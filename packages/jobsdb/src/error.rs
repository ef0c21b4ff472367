use db::DbError;
use jobsdb_core::SequenceError;
use storage::StorageError;
use thiserror::Error;

/// Engine errors.
#[derive(Debug, Error)]
pub enum JobsDbError {
    /// Persisted state contradicts itself; continuing could break ordering
    /// or reuse IDs.
    #[error("Invariant violated: {0}")]
    Invariant(String),
    #[error("Storage error: {0}")]
    Storage(#[from] DbError),
    #[error("Sequence error: {0}")]
    Sequence(#[from] SequenceError),
    #[error("Migration file error: {0}")]
    File(#[from] StorageError),
    #[error("Configuration error: {0}")]
    Config(String),
}

impl JobsDbError {
    /// Whether the process must stop instead of retrying.
    pub fn is_fatal(&self) -> bool {
        matches!(
            self,
            JobsDbError::Invariant(_) | JobsDbError::Sequence(_) | JobsDbError::Config(_)
        )
    }
}

pub type Result<T, E = JobsDbError> = std::result::Result<T, E>;

#[cfg(test)]
mod tests {
    use super::*;

    #[test]
    fn fatal_kinds() {
        assert!(JobsDbError::Invariant("x".into()).is_fatal());
        assert!(JobsDbError::Sequence(SequenceError::NotInitialized).is_fatal());
        assert!(!JobsDbError::Storage(DbError::Query("timeout".into())).is_fatal());
        assert!(!JobsDbError::File(StorageError::InvalidConfig("x".into())).is_fatal());
    }
}
//! Migration checkpoint repository.

use chrono::{DateTime, Utc};
use jobsdb_core::{MigrationEvent, MigrationOp, MigrationStatus};
use serde::{Deserialize, Serialize};

use super::SequenceRepository;
use crate::{Database, DbError, Tables, Transaction};

const CHECKPOINT_SEQUENCE: &str = "migration_checkpoint";

/// Repository for migration checkpoint persistence.
#[derive(Clone)]
pub struct CheckpointRepository {
    db: Database,
    table: String,
    sequences: SequenceRepository,
}

/// Stored form of a [`MigrationEvent`]; the record id is the checkpoint id.
#[derive(Debug, Serialize, Deserialize)]
struct CheckpointRecord {
    checkpoint_id: i64,
    migration_type: MigrationOp,
    from_node: String,
    to_node: String,
    file_location: String,
    status: MigrationStatus,
    start_seq: i64,
    job_count: i64,
    #[serde(default)]
    payload: serde_json::Value,
    time_stamp: DateTime<Utc>,
}

impl CheckpointRecord {
    fn from_event(event: &MigrationEvent) -> Self {
        Self {
            checkpoint_id: event.id,
            migration_type: event.migration_type,
            from_node: event.from_node.clone(),
            to_node: event.to_node.clone(),
            file_location: event.file_location.clone(),
            status: event.status,
            start_seq: event.start_seq,
            job_count: event.job_count,
            payload: event.payload.clone(),
            time_stamp: event.time_stamp,
        }
    }

    fn into_event(self) -> MigrationEvent {
        MigrationEvent {
            id: self.checkpoint_id,
            migration_type: self.migration_type,
            from_node: self.from_node,
            to_node: self.to_node,
            file_location: self.file_location,
            status: self.status,
            start_seq: self.start_seq,
            job_count: self.job_count,
            payload: self.payload,
            time_stamp: self.time_stamp,
        }
    }
}

impl CheckpointRepository {
    pub fn new(db: Database, tables: &Tables) -> Self {
        Self {
            sequences: SequenceRepository::new(db.clone(), tables),
            table: tables.checkpoints(),
            db,
        }
    }

    /// Give `event` a store-wide unique id if it has none yet.
    pub async fn assign_id(&self, event: &mut MigrationEvent) -> Result<(), DbError> {
        if !event.is_persisted() {
            event.id = self.sequences.next(CHECKPOINT_SEQUENCE, 1).await?;
        }
        Ok(())
    }

    /// Create or update a checkpoint and return it as stored.
    pub async fn checkpoint(&self, event: &MigrationEvent) -> Result<MigrationEvent, DbError> {
        let mut event = event.clone();
        self.assign_id(&mut event).await?;
        event.time_stamp = Utc::now();

        self.db
            .query("UPSERT type::thing($table, $id) CONTENT $record")
            .bind(("table", self.table.clone()))
            .bind(("id", event.id))
            .bind(("record", CheckpointRecord::from_event(&event)))
            .await?
            .check()?;

        tracing::debug!(
            "Checkpoint {} {} {} -> {}",
            event.id,
            event.migration_type,
            event.file_location,
            event.status
        );
        Ok(event)
    }

    /// Add a checkpoint write to `txn`. The event must already have an id.
    pub fn checkpoint_in(
        &self,
        txn: &mut Transaction,
        event: &MigrationEvent,
    ) -> Result<(), DbError> {
        if !event.is_persisted() {
            return Err(DbError::Query(
                "checkpoint written in a transaction needs an assigned id".into(),
            ));
        }
        let mut record = CheckpointRecord::from_event(event);
        record.time_stamp = Utc::now();

        let table = txn.bind(&self.table)?;
        let id = txn.bind(event.id)?;
        let record = txn.bind(record)?;
        txn.push(format!("UPSERT type::thing({table}, {id}) CONTENT {record}"));
        Ok(())
    }

    /// Get a checkpoint by id.
    pub async fn get(&self, id: i64) -> Result<Option<MigrationEvent>, DbError> {
        let mut result = self
            .db
            .query("SELECT * FROM type::thing($table, $id)")
            .bind(("table", self.table.clone()))
            .bind(("id", id))
            .await?;

        let records: Vec<CheckpointRecord> = result.take(0)?;
        Ok(records.into_iter().next().map(CheckpointRecord::into_event))
    }

    /// Checkpoints of `op` currently at `status`, oldest first.
    pub async fn get_checkpoints(
        &self,
        op: MigrationOp,
        status: MigrationStatus,
    ) -> Result<Vec<MigrationEvent>, DbError> {
        let mut result = self
            .db
            .query(
                r#"
                SELECT * FROM type::table($table)
                WHERE migration_type = $op AND status = $status
                ORDER BY checkpoint_id ASC
                "#,
            )
            .bind(("table", self.table.clone()))
            .bind(("op", op.as_str()))
            .bind(("status", status.as_str()))
            .await?;

        let records: Vec<CheckpointRecord> = result.take(0)?;
        Ok(records.into_iter().map(CheckpointRecord::into_event).collect())
    }

    /// All checkpoints of `op`, oldest first.
    pub async fn list_by_op(&self, op: MigrationOp) -> Result<Vec<MigrationEvent>, DbError> {
        let mut result = self
            .db
            .query(
                "SELECT * FROM type::table($table) WHERE migration_type = $op \
                 ORDER BY checkpoint_id ASC",
            )
            .bind(("table", self.table.clone()))
            .bind(("op", op.as_str()))
            .await?;

        let records: Vec<CheckpointRecord> = result.take(0)?;
        Ok(records.into_iter().map(CheckpointRecord::into_event).collect())
    }

    /// The checkpoint tracking `file_location` for `op`, if any.
    pub async fn find_for_file(
        &self,
        op: MigrationOp,
        file_location: &str,
    ) -> Result<Option<MigrationEvent>, DbError> {
        let mut result = self
            .db
            .query(
                r#"
                SELECT * FROM type::table($table)
                WHERE migration_type = $op AND file_location = $file
                ORDER BY checkpoint_id DESC
                LIMIT 1
                "#,
            )
            .bind(("table", self.table.clone()))
            .bind(("op", op.as_str()))
            .bind(("file", file_location.to_string()))
            .await?;

        let records: Vec<CheckpointRecord> = result.take(0)?;
        Ok(records.into_iter().next().map(CheckpointRecord::into_event))
    }

    /// The setup checkpoint recording the destination chosen for `op`.
    pub async fn find_setup(&self, op: MigrationOp) -> Result<Option<MigrationEvent>, DbError> {
        Ok(self
            .get_checkpoints(op, MigrationStatus::Setup)
            .await?
            .into_iter()
            .next())
    }
}
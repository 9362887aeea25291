//! Falling particles demo
//!
//! Controls:
//!   1 / 2 / 3 / 4 — 100 / 1 000 / 10 000 / 100 000 particles
//!   C             — toggle colorful / monochrome
//!   Escape        — exit
//!
//! Rendering pauses while the window is unfocused.

use flurry_core::{Coloring, SpawnConfig, SUPPORTED_COUNTS};
use flurry_render::{Renderer, RendererConfig};
use winit::{
    application::ApplicationHandler,
    event::*,
    event_loop::{ActiveEventLoop, EventLoop},
    keyboard::{KeyCode, PhysicalKey},
    window::{Window, WindowId},
};
use std::sync::Arc;

fn main() {
    env_logger::init();
    log::info!("Starting falling particles demo");

    let event_loop = EventLoop::new().expect("Failed to create event loop");
    let mut app = App::new();

    event_loop.run_app(&mut app).expect("Event loop error");
}

struct App {
    state: Option<AppState>,
}

struct AppState {
    window: Arc<Window>,
    surface: wgpu::Surface<'static>,
    device: Arc<wgpu::Device>,
    surface_format: wgpu::TextureFormat,
    renderer: Renderer,
    spawn: SpawnConfig,
    paused: bool,
}

impl App {
    fn new() -> Self {
        Self { state: None }
    }
}

impl ApplicationHandler for App {
    fn resumed(&mut self, event_loop: &ActiveEventLoop) {
        if self.state.is_some() {
            return;
        }

        let window = Arc::new(
            event_loop
                .create_window(
                    Window::default_attributes()
                        .with_title("flurry – falling particles")
                        .with_inner_size(winit::dpi::LogicalSize::new(1280u32, 720u32)),
                )
                .expect("Failed to create window"),
        );

        let instance = wgpu::Instance::new(wgpu::InstanceDescriptor {
            backends: wgpu::Backends::all(),
            ..Default::default()
        });
        let surface = instance
            .create_surface(window.clone())
            .expect("Failed to create surface");

        let adapter = pollster::block_on(instance.request_adapter(&wgpu::RequestAdapterOptions {
            power_preference: wgpu::PowerPreference::HighPerformance,
            compatible_surface: Some(&surface),
            force_fallback_adapter: false,
        }))
        .expect("Failed to find adapter");

        let (device, queue) = pollster::block_on(adapter.request_device(
            &wgpu::DeviceDescriptor {
                label: Some("Main Device"),
                required_features: wgpu::Features::empty(),
                required_limits: wgpu::Limits::default(),
                memory_hints: wgpu::MemoryHints::default(),
            },
            None,
        ))
        .expect("Failed to create device");

        let device = Arc::new(device);
        let queue = Arc::new(queue);

        let surface_caps = surface.get_capabilities(&adapter);
        let surface_format = surface_caps
            .formats
            .iter()
            .find(|f| f.is_srgb())
            .copied()
            .unwrap_or(surface_caps.formats[0]);

        let size = window.inner_size();
        let config = wgpu::SurfaceConfiguration {
            usage: wgpu::TextureUsages::RENDER_ATTACHMENT,
            format: surface_format,
            width: size.width,
            height: size.height,
            present_mode: wgpu::PresentMode::Fifo,
            alpha_mode: surface_caps.alpha_modes[0],
            view_formats: vec![],
            desired_maximum_frame_latency: 2,
        };
        surface.configure(&device, &config);

        let spawn = SpawnConfig::default();
        let renderer = Renderer::new(
            device.clone(),
            queue.clone(),
            RendererConfig {
                width: size.width,
                height: size.height,
                surface_format,
                spawn,
            },
        )
        .expect("Failed to create renderer");

        self.state = Some(AppState {
            window,
            surface,
            device,
            surface_format,
            renderer,
            spawn,
            paused: false,
        });
    }

    fn window_event(&mut self, event_loop: &ActiveEventLoop, _id: WindowId, event: WindowEvent) {
        let Some(state) = &mut self.state else { return };

        match event {
            WindowEvent::CloseRequested => {
                log::info!("Shutting down");
                event_loop.exit();
            }

            WindowEvent::KeyboardInput {
                event: KeyEvent {
                    state: ElementState::Pressed,
                    physical_key: PhysicalKey::Code(key),
                    repeat: false,
                    ..
                },
                ..
            } => match key {
                KeyCode::Escape => event_loop.exit(),
                KeyCode::Digit1 => state.set_count(SUPPORTED_COUNTS[0]),
                KeyCode::Digit2 => state.set_count(SUPPORTED_COUNTS[1]),
                KeyCode::Digit3 => state.set_count(SUPPORTED_COUNTS[2]),
                KeyCode::Digit4 => state.set_count(SUPPORTED_COUNTS[3]),
                KeyCode::KeyC => state.toggle_coloring(),
                _ => {}
            },

            // Don't render while in the background
            WindowEvent::Focused(focused) => {
                state.paused = !focused;
                if focused {
                    state.window.request_redraw();
                }
            }

            WindowEvent::Resized(size) if size.width > 0 && size.height > 0 => {
                let config = wgpu::SurfaceConfiguration {
                    usage: wgpu::TextureUsages::RENDER_ATTACHMENT,
                    format: state.surface_format,
                    width: size.width,
                    height: size.height,
                    present_mode: wgpu::PresentMode::Fifo,
                    alpha_mode: wgpu::CompositeAlphaMode::Auto,
                    view_formats: vec![],
                    desired_maximum_frame_latency: 2,
                };
                state.surface.configure(&state.device, &config);
                state.renderer.resize(size.width, size.height);
            }

            WindowEvent::RedrawRequested => {
                if state.paused {
                    return;
                }
                state.render();
                state.window.request_redraw();
            }

            _ => {}
        }
    }

    fn about_to_wait(&mut self, _: &ActiveEventLoop) {
        if let Some(state) = &self.state {
            if !state.paused {
                state.window.request_redraw();
            }
        }
    }
}

impl AppState {
    fn set_count(&mut self, count: u32) {
        if self.spawn.count == count {
            return;
        }
        self.spawn.count = count;
        self.renderer.reseed(self.spawn);
    }

    fn toggle_coloring(&mut self) {
        self.spawn.coloring = match self.spawn.coloring {
            Coloring::Colorful => Coloring::Monochrome,
            Coloring::Monochrome => Coloring::Colorful,
        };
        self.renderer.reseed(self.spawn);
    }

    fn render(&mut self) {
        let output = match self.surface.get_current_texture() {
            Ok(t) => t,
            Err(e) => {
                log::warn!("Surface error: {:?}", e);
                return;
            }
        };
        let view = output
            .texture
            .create_view(&wgpu::TextureViewDescriptor::default());

        if let Err(e) = self.renderer.render(&view) {
            log::error!("Render error: {:?}", e);
        }

        output.present();
    }
}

## Task statement
From the first line of the listing above through the line that contains "could break ordering", retype every line exactly, and write nothing else.

## Task output
filename packages/jobsdb/src/error.rs
repository ef0c21b4ff472367
use db::DbError;
use jobsdb_core::SequenceError;
use storage::StorageError;
use thiserror::Error;

/// Engine errors.
#[derive(Debug, Error)]
pub enum JobsDbError {
    /// Persisted state contradicts itself; continuing could break ordering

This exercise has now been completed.